Maybe I take it more seriously because I’ve known people who’ve had multiple “supernatural run-in’s” throughout their lives. A situation was so bad at one time, that my pastors literally prayed over one of the member’s house. Since then, there were no other incidences. As a Christian, I’m not scared about being possessed because the Holy Spirit is within me, but Satan is more than happy to attack us in anyway he can. I guess what I’m trying to say is that this stuff is legit, and it destroys people’s lives. And yet we approach it flippantly like it’s all a game.

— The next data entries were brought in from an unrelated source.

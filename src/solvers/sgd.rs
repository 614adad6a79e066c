//! Stochastic gradient descent with momentum and weight decay
//!
//! Per weight element, with `g` the gradient averaged over the batch:
//!
//! `v = momentum × prev + learning_rate × decay_rate × w + learning_rate × g`
//!
//! then `prev = v` and `w -= v`.

use crate::solvers::UpdateRule;
use crate::tensor::Tensor;

/// SGD update rule.
///
/// # Fields
///
/// * `decay_rate` - Weight decay factor, scaled by the learning rate
/// * `momentum` - Fraction of the previous update carried into the next one
///
/// # Example
///
/// ```
/// use layernet::solvers::{Sgd, UpdateRule};
/// use layernet::tensor::Tensor;
///
/// let rule = Sgd::new(0.0, 0.0);
/// let mut weight = Tensor::from_vec([1, 1, 1, 1], vec![1.0]);
/// weight.deriv_mut()[0] = 2.0;
/// let mut prev = Tensor::new(1, 1, 1, 1);
///
/// rule.update(&mut weight, &mut prev, 0.1, 1);
/// assert!((weight.data()[0] - 0.8).abs() < 1e-6);
/// assert!((prev.data()[0] - 0.2).abs() < 1e-6);
/// ```
#[derive(Debug, Clone, PartialEq)]
pub struct Sgd {
    decay_rate: f32,
    momentum: f32,
}

impl Sgd {
    pub fn new(decay_rate: f32, momentum: f32) -> Self {
        Self {
            decay_rate,
            momentum,
        }
    }

    pub fn decay_rate(&self) -> f32 {
        self.decay_rate
    }

    pub fn momentum(&self) -> f32 {
        self.momentum
    }
}

impl UpdateRule for Sgd {
    fn name(&self) -> &'static str {
        "sgd"
    }

    fn update(&self, weight: &mut Tensor, weight_prev: &mut Tensor, learning_rate: f32, batch_size: usize) {
        assert_eq!(
            weight.len(),
            weight_prev.len(),
            "weight and previous state must have the same length"
        );

        let batch = batch_size as f32;
        let (data, deriv) = weight.split_mut();
        let prev = weight_prev.data_mut();

        for ((w, &d), p) in data.iter_mut().zip(deriv.iter()).zip(prev.iter_mut()) {
            let dv = d / batch;
            let v = self.momentum * *p + *w * learning_rate * self.decay_rate + learning_rate * dv;
            *p = v;
            *w -= v;
        }
    }
}
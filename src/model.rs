//! Model: an ordered sequence of layers over a data input
//!
//! The model runs forward passes in layer order and backward passes in reverse
//! order, exposes the flattened list of every learnable weight for the solver, and
//! clears every derivative buffer between batches.

use crate::layers::{Layer, State};
use crate::tensor::SharedTensor;
use tracing::debug;

/// Ordered layer sequence with its data input and optional labels.
///
/// # Example
///
/// ```
/// use layernet::layers::{InnerProductLayer, State};
/// use layernet::model::Model;
/// use layernet::param::Param;
/// use layernet::tensor::Tensor;
/// use layernet::utils::TensorRng;
///
/// let input = Tensor::new(1, 1, 4, 2).into_shared();
/// let mut model = Model::new("mlp", input.clone(), None);
/// let mut rng = TensorRng::new(42);
/// let fc = InnerProductLayer::new("fc", vec![input], &Param::new().with("num_output", 3), &mut rng)
///     .unwrap();
/// model.add_layer(Box::new(fc));
///
/// model.forward(State::Test);
/// assert_eq!(model.batch_size(), 2);
/// assert_eq!(model.weights().len(), 2);
/// ```
pub struct Model {
    name: String,
    input: SharedTensor,
    labels: Option<SharedTensor>,
    layers: Vec<Box<dyn Layer>>,
}

impl Model {
    pub fn new(name: &str, input: SharedTensor, labels: Option<SharedTensor>) -> Self {
        Self {
            name: name.to_string(),
            input,
            labels,
            layers: Vec::new(),
        }
    }

    pub fn name(&self) -> &str {
        &self.name
    }

    /// Data tensor fed to the first layer.
    pub fn input(&self) -> &SharedTensor {
        &self.input
    }

    /// Label tensor fed to the classifier, if any.
    pub fn labels(&self) -> Option<&SharedTensor> {
        self.labels.as_ref()
    }

    /// Appends a layer. Layers run forward in the order they are added.
    pub fn add_layer(&mut self, layer: Box<dyn Layer>) {
        debug!(
            model = %self.name,
            layer = layer.name(),
            weights = layer.weights().len(),
            parameters = layer.parameter_count(),
            "layer added"
        );
        self.layers.push(layer);
    }

    pub fn layers(&self) -> &[Box<dyn Layer>] {
        &self.layers
    }

    /// Looks a layer up by name.
    pub fn layer(&self, name: &str) -> Option<&dyn Layer> {
        self.layers
            .iter()
            .find(|layer| layer.name() == name)
            .map(|layer| &**layer)
    }

    /// First output of the last layer.
    pub fn output(&self) -> Option<SharedTensor> {
        self.layers
            .last()
            .and_then(|layer| layer.outputs().first().cloned())
    }

    /// Copies a batch of samples into the input tensor.
    ///
    /// # Panics
    ///
    /// Panics if `data` does not fill the input tensor exactly.
    pub fn set_input(&self, data: &[f32]) {
        let mut input = self.input.borrow_mut();
        assert_eq!(
            data.len(),
            input.len(),
            "input len mismatch: expected {}, got {}",
            input.len(),
            data.len()
        );
        input.data_mut().copy_from_slice(data);
    }

    /// Copies one label per batch element into the label tensor.
    ///
    /// # Panics
    ///
    /// Panics if the model has no label tensor or `labels` does not fill it.
    pub fn set_labels(&self, labels: &[f32]) {
        let tensor = self
            .labels
            .as_ref()
            .unwrap_or_else(|| panic!("model '{}' has no label tensor", self.name));
        let mut tensor = tensor.borrow_mut();
        assert_eq!(
            labels.len(),
            tensor.len(),
            "labels len mismatch: expected {}, got {}",
            tensor.len(),
            labels.len()
        );
        tensor.data_mut().copy_from_slice(labels);
    }

    /// Runs every layer forward, in order.
    pub fn forward(&mut self, state: State) {
        for layer in self.layers.iter_mut() {
            layer.forward(state);
        }
    }

    /// Runs every layer backward, in reverse order.
    ///
    /// Derivatives accumulate: call [`Model::clear_deriv`] (or let the solver do
    /// it) before the next batch.
    pub fn backward(&mut self, state: State) {
        for layer in self.layers.iter_mut().rev() {
            layer.backward(state);
        }
    }

    /// Every learnable weight, layer by layer.
    ///
    /// The order is stable across calls; solvers pair their per-weight state
    /// with this list by index.
    pub fn weights(&self) -> Vec<SharedTensor> {
        self.layers
            .iter()
            .flat_map(|layer| layer.weights().iter().cloned())
            .collect()
    }

    /// Batch size of the data input.
    pub fn batch_size(&self) -> usize {
        self.input.borrow().batch()
    }

    /// Zeroes the derivative buffer of every tensor the model reaches.
    pub fn clear_deriv(&self) {
        self.input.borrow_mut().clear_deriv();
        for layer in &self.layers {
            let tensors = layer
                .inputs()
                .iter()
                .chain(layer.weights())
                .chain(layer.outputs());
            for tensor in tensors {
                tensor.borrow_mut().clear_deriv();
            }
        }
    }

    /// Sum of the losses of every classifier layer.
    pub fn loss(&self) -> f32 {
        self.layers
            .iter()
            .filter_map(|layer| layer.as_classifier())
            .map(|classifier| classifier.loss())
            .sum()
    }

    /// Number of learnable scalars across all layers.
    pub fn parameter_count(&self) -> usize {
        self.layers.iter().map(|layer| layer.parameter_count()).sum()
    }
}

#[cfg(test)]
mod tests {
    use super::*;
    use crate::layers::{InnerProductLayer, ScaleLayer, SoftMaxLayer};
    use crate::param::Param;
    use crate::tensor::Tensor;
    use crate::utils::TensorRng;

    fn classifier_model() -> Model {
        let input = Tensor::new(1, 1, 4, 2).into_shared();
        let labels = Tensor::new(1, 1, 1, 2).into_shared();
        let mut model = Model::new("net", input.clone(), Some(labels.clone()));
        let mut rng = TensorRng::new(9);

        let fc = InnerProductLayer::new("fc", vec![input], &Param::new().with("num_output", 3), &mut rng)
            .unwrap();
        let fc_out = fc.outputs()[0].clone();
        model.add_layer(Box::new(fc));

        let scale = ScaleLayer::new("scale", vec![fc_out], &Param::new()).unwrap();
        let scale_out = scale.outputs()[0].clone();
        model.add_layer(Box::new(scale));

        let prob = SoftMaxLayer::new("prob", vec![scale_out, labels]).unwrap();
        model.add_layer(Box::new(prob));
        model
    }

    #[test]
    fn test_weights_are_flattened_in_layer_order() {
        let model = classifier_model();
        let weights = model.weights();
        let sizes: Vec<[usize; 4]> = weights.iter().map(|w| w.borrow().size()).collect();
        assert_eq!(
            sizes,
            vec![[4, 3, 1, 1], [1, 1, 3, 1], [1, 1, 3, 1], [1, 1, 3, 1]]
        );
        assert_eq!(model.parameter_count(), 12 + 3 + 3 + 3);
    }

    #[test]
    fn test_weights_order_is_stable() {
        let model = classifier_model();
        let first = model.weights();
        let second = model.weights();
        for (a, b) in first.iter().zip(second.iter()) {
            assert!(std::rc::Rc::ptr_eq(a, b));
        }
    }

    #[test]
    fn test_layer_lookup() {
        let model = classifier_model();
        assert_eq!(model.layers().len(), 3);
        assert!(model.layer("scale").is_some());
        assert!(model.layer("missing").is_none());
        assert_eq!(model.output().unwrap().borrow().size(), [1, 1, 3, 2]);
    }

    #[test]
    fn test_full_sweep_and_clear() {
        let mut model = classifier_model();
        model.set_input(&[0.5, -1.0, 2.0, 0.0, 1.0, 1.0, -0.5, 0.25]);
        model.set_labels(&[2.0, 0.0]);

        model.forward(State::Train);
        model.backward(State::Train);
        assert!(model.loss() > 0.0);
        let touched = model
            .weights()
            .iter()
            .any(|w| w.borrow().deriv().iter().any(|&d| d != 0.0));
        assert!(touched);

        model.clear_deriv();
        for w in model.weights() {
            assert!(w.borrow().deriv().iter().all(|&d| d == 0.0));
        }
        assert!(model.input().borrow().deriv().iter().all(|&d| d == 0.0));
    }

    #[test]
    fn test_loss_without_classifier_is_zero() {
        let input = Tensor::new(1, 1, 2, 1).into_shared();
        let mut model = Model::new("plain", input.clone(), None);
        model.add_layer(Box::new(ScaleLayer::new("s", vec![input], &Param::new()).unwrap()));
        model.forward(State::Train);
        assert_eq!(model.loss(), 0.0);
    }

    #[test]
    #[should_panic(expected = "has no label tensor")]
    fn test_set_labels_without_label_tensor() {
        let input = Tensor::new(1, 1, 2, 1).into_shared();
        let model = Model::new("plain", input, None);
        model.set_labels(&[0.0]);
    }
}
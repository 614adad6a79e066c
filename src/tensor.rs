//! Tensor container shared by layers, models and solvers
//!
//! A tensor holds a value buffer and a derivative buffer of identical length,
//! indexed by four axes: width, height, channels and batch. Values are laid out
//! with width varying fastest and batch slowest, so a batch element occupies a
//! contiguous slab of `width × height × channels` values.

use std::cell::RefCell;
use std::rc::Rc;

/// Shared handle to a tensor.
///
/// Layers keep shared handles to their inputs (owned by whoever produced them)
/// and hand out handles to their own outputs and weights, so that the next layer,
/// the model and the solver can all reach the same buffers.
pub type SharedTensor = Rc<RefCell<Tensor>>;

/// Four-axis tensor with a parallel derivative buffer.
///
/// # Example
///
/// ```
/// use layernet::tensor::Tensor;
///
/// let t = Tensor::new(2, 3, 4, 5);
/// assert_eq!(t.len(), 120);
/// assert_eq!(t.batch(), 5);
/// assert!(t.deriv().iter().all(|&d| d == 0.0));
/// ```
#[derive(Debug, Clone, PartialEq)]
pub struct Tensor {
    size: [usize; 4],
    data: Vec<f32>,
    deriv: Vec<f32>,
}

impl Tensor {
    /// Creates a zero-filled tensor of the given width, height, channels and batch.
    pub fn new(width: usize, height: usize, channels: usize, batch: usize) -> Self {
        Self::with_size([width, height, channels, batch])
    }

    /// Creates a zero-filled tensor from a `[width, height, channels, batch]` size.
    pub fn with_size(size: [usize; 4]) -> Self {
        let len = size.iter().product();
        Self {
            size,
            data: vec![0.0f32; len],
            deriv: vec![0.0f32; len],
        }
    }

    /// Creates a tensor holding `data`, with a zeroed derivative buffer.
    ///
    /// # Panics
    ///
    /// Panics if `data.len()` is not the product of the axes in `size`.
    pub fn from_vec(size: [usize; 4], data: Vec<f32>) -> Self {
        let len: usize = size.iter().product();
        assert_eq!(
            data.len(),
            len,
            "data len mismatch: size {:?} holds {} values, got {}",
            size,
            len,
            data.len()
        );
        Self {
            size,
            deriv: vec![0.0f32; len],
            data,
        }
    }

    /// Wraps the tensor into a shared handle.
    pub fn into_shared(self) -> SharedTensor {
        Rc::new(RefCell::new(self))
    }

    /// `[width, height, channels, batch]`.
    pub fn size(&self) -> [usize; 4] {
        self.size
    }

    pub fn width(&self) -> usize {
        self.size[0]
    }

    pub fn height(&self) -> usize {
        self.size[1]
    }

    pub fn channels(&self) -> usize {
        self.size[2]
    }

    pub fn batch(&self) -> usize {
        self.size[3]
    }

    /// Number of values held by one batch element.
    pub fn sample_len(&self) -> usize {
        self.size[0] * self.size[1] * self.size[2]
    }

    /// Total number of values.
    pub fn len(&self) -> usize {
        self.data.len()
    }

    pub fn is_empty(&self) -> bool {
        self.data.is_empty()
    }

    pub fn data(&self) -> &[f32] {
        &self.data
    }

    pub fn data_mut(&mut self) -> &mut [f32] {
        &mut self.data
    }

    pub fn deriv(&self) -> &[f32] {
        &self.deriv
    }

    pub fn deriv_mut(&mut self) -> &mut [f32] {
        &mut self.deriv
    }

    /// Values and derivatives at once, values read-only.
    ///
    /// Lets a layer read an input tensor while accumulating into its derivative
    /// through a single borrow.
    pub fn data_and_deriv_mut(&mut self) -> (&[f32], &mut [f32]) {
        (&self.data, &mut self.deriv)
    }

    /// Values and derivatives at once, both mutable.
    pub fn split_mut(&mut self) -> (&mut [f32], &mut [f32]) {
        (&mut self.data, &mut self.deriv)
    }

    /// Fills every value with `value`.
    pub fn set(&mut self, value: f32) {
        self.data.iter_mut().for_each(|v| *v = value);
    }

    /// Zeroes the derivative buffer.
    pub fn clear_deriv(&mut self) {
        self.deriv.iter_mut().for_each(|d| *d = 0.0);
    }
}

#[cfg(test)]
mod tests {
    use super::*;

    #[test]
    fn test_new_is_zeroed() {
        let t = Tensor::new(3, 2, 1, 2);
        assert_eq!(t.size(), [3, 2, 1, 2]);
        assert_eq!(t.len(), 12);
        assert_eq!(t.sample_len(), 6);
        assert!(t.data().iter().all(|&v| v == 0.0));
        assert!(t.deriv().iter().all(|&d| d == 0.0));
    }

    #[test]
    fn test_from_vec_keeps_values() {
        let t = Tensor::from_vec([1, 1, 3, 1], vec![1.0, 2.0, 3.0]);
        assert_eq!(t.data(), &[1.0, 2.0, 3.0]);
        assert_eq!(t.deriv().len(), 3);
    }

    #[test]
    #[should_panic(expected = "data len mismatch")]
    fn test_from_vec_wrong_len() {
        Tensor::from_vec([1, 1, 3, 2], vec![1.0, 2.0, 3.0]);
    }

    #[test]
    fn test_set_and_clear_deriv() {
        let mut t = Tensor::new(2, 1, 1, 1);
        t.set(1.5);
        t.deriv_mut()[1] = 4.0;
        assert_eq!(t.data(), &[1.5, 1.5]);

        t.clear_deriv();
        assert_eq!(t.deriv(), &[0.0, 0.0]);
        // Values untouched
        assert_eq!(t.data(), &[1.5, 1.5]);
    }

    #[test]
    fn test_zero_sized_axis() {
        let t = Tensor::new(0, 1, 1, 4);
        assert!(t.is_empty());
        assert_eq!(t.sample_len(), 0);
    }
}
//! Shared utilities
//!
//! Gaussian tensor generation, the learning-rate schedule, and the diagnostic
//! trace sink.

pub mod lr_scheduler;
pub mod rng;
pub mod trace;

pub use lr_scheduler::{LRScheduler, Schedule, StepDecay};
pub use rng::TensorRng;
pub use trace::{Level, Trace};
//! Tests for the diagnostic trace sink

use layernet::utils::trace::{Level, Trace, DEFAULT_TRACE_FILE, MAX_MESSAGE_SIZE, MAX_TRACE_FILE_SIZE};
use std::fs;
use tempfile::tempdir;

// ============================================================================
// Formatting Tests
// ============================================================================

mod format_tests {
    use super::*;

    #[test]
    fn test_report_line_layout() {
        let line = Trace::format(Level::Warning, "loss is rising");

        assert!(line.starts_with("[Warning @ "));
        assert!(line.ends_with("]: loss is rising"));

        // [Warning @ YYYY-MM-DD HH:MM:SS]
        let stamp = &line["[Warning @ ".len().."[Warning @ ".len() + 19];
        let bytes = stamp.as_bytes();
        assert_eq!(bytes[4], b'-');
        assert_eq!(bytes[7], b'-');
        assert_eq!(bytes[10], b' ');
        assert_eq!(bytes[13], b':');
        assert_eq!(bytes[16], b':');
        assert!(stamp.chars().filter(|c| c.is_ascii_digit()).count() == 14);
    }

    #[test]
    fn test_levels() {
        assert!(Trace::format(Level::Info, "x").starts_with("[Info @ "));
        assert!(Trace::format(Level::Error, "x").starts_with("[Error @ "));
    }

    #[test]
    fn test_empty_message() {
        assert!(Trace::format(Level::Info, "").ends_with("]: Internal error"));
    }

    #[test]
    fn test_default_path() {
        assert_eq!(Trace::default().path().to_str(), Some(DEFAULT_TRACE_FILE));
    }
}

// ============================================================================
// Log File Tests
// ============================================================================

mod file_tests {
    use super::*;

    #[test]
    fn test_append_creates_and_appends() {
        let dir = tempdir().unwrap();
        let trace = Trace::new(dir.path().join("trace.log"));

        trace.append("first").unwrap();
        trace.append("second").unwrap();

        let contents = fs::read_to_string(trace.path()).unwrap();
        assert_eq!(contents, "first\nsecond\n");
    }

    #[test]
    fn test_info_report_reaches_file() {
        let dir = tempdir().unwrap();
        let trace = Trace::new(dir.path().join("trace.log"));

        trace.report(Level::Info, "epoch 1 done");
        trace.report(Level::Warning, "learning rate scaled");
        trace.check(true, "not written");

        let contents = fs::read_to_string(trace.path()).unwrap();
        assert_eq!(contents, "epoch 1 done\nlearning rate scaled\n");
    }

    #[test]
    fn test_long_message_is_clipped() {
        let dir = tempdir().unwrap();
        let trace = Trace::new(dir.path().join("trace.log"));

        trace.append(&"z".repeat(MAX_MESSAGE_SIZE * 2)).unwrap();

        let contents = fs::read_to_string(trace.path()).unwrap();
        assert_eq!(contents.len(), MAX_MESSAGE_SIZE + 1);
    }

    #[test]
    fn test_oversized_file_is_truncated() {
        let dir = tempdir().unwrap();
        let path = dir.path().join("trace.log");
        let file = fs::File::create(&path).unwrap();
        file.set_len(MAX_TRACE_FILE_SIZE + 1).unwrap();
        drop(file);

        let trace = Trace::new(&path);
        trace.append("fresh").unwrap();

        assert_eq!(fs::read_to_string(&path).unwrap(), "fresh\n");
    }

    #[test]
    fn test_small_file_is_appended() {
        let dir = tempdir().unwrap();
        let path = dir.path().join("trace.log");
        fs::write(&path, "old\n").unwrap();

        Trace::new(&path).append("new").unwrap();

        assert_eq!(fs::read_to_string(&path).unwrap(), "old\nnew\n");
    }

    #[test]
    fn test_unwritable_path_is_reported_by_append_only() {
        let dir = tempdir().unwrap();
        let trace = Trace::new(dir.path().join("missing").join("trace.log"));

        assert!(trace.append("lost").is_err());
        // report swallows the failure
        trace.report(Level::Info, "still fine");
    }
}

So I guess what I’m saying is I’m more of a spooky jack-o-lantern, cute napkins with bats saying “eek,” and ominous looking purple cats kind of girl when it comes to Halloween. I don’t see a reason for me to ban it, but I also respect those who do choose to. An unhealthy fascination with demonic/supernatural is not good, but I also think it’s easy on the other side to sin by judging those who do choose to celebrate the holiday. I guess what it comes down to is a matter of Romans 14.
“Each of them should be fully convinced in their own mind. Whoever regards one day as special does so to the Lord. Whoever eats meat does so to the Lord, for they give thanks to God; and whoever abstains does so to the Lord and gives thanks to God. For none of us lives for ourselves alone, and none of us dies for ourselves alone. If we live, we live for the Lord; and if we die, we die for the Lord. So, whether we live or die, we belong to the Lord.”
I find it interesting that it was the church’s fear of cats as something “evil” that caused them to kill tens of thousands of them, allowing rats and mice to multiply, leaving Europe as a whole wide open to the Black Plague, which was carried by the fleas on the backs of those rats and mice.And what about the Salem Witch Trials? How many girls innocently died during that time? I wonder how many of them were in actuality children of God…
It’s easy to demonize anything we choose to. It’s also easy to not take demonic activity seriously enough.
I love what C.S. Lewis writes in regard to this,
“There are two equal and opposite errors into which our race can fall about the devils. One is to disbelieve in their existence. The other is to believe, and to feel an excessive and unhealthy interest in them. They themselves are equally pleased by both errors and hail a materialist or a magician with the same delight.”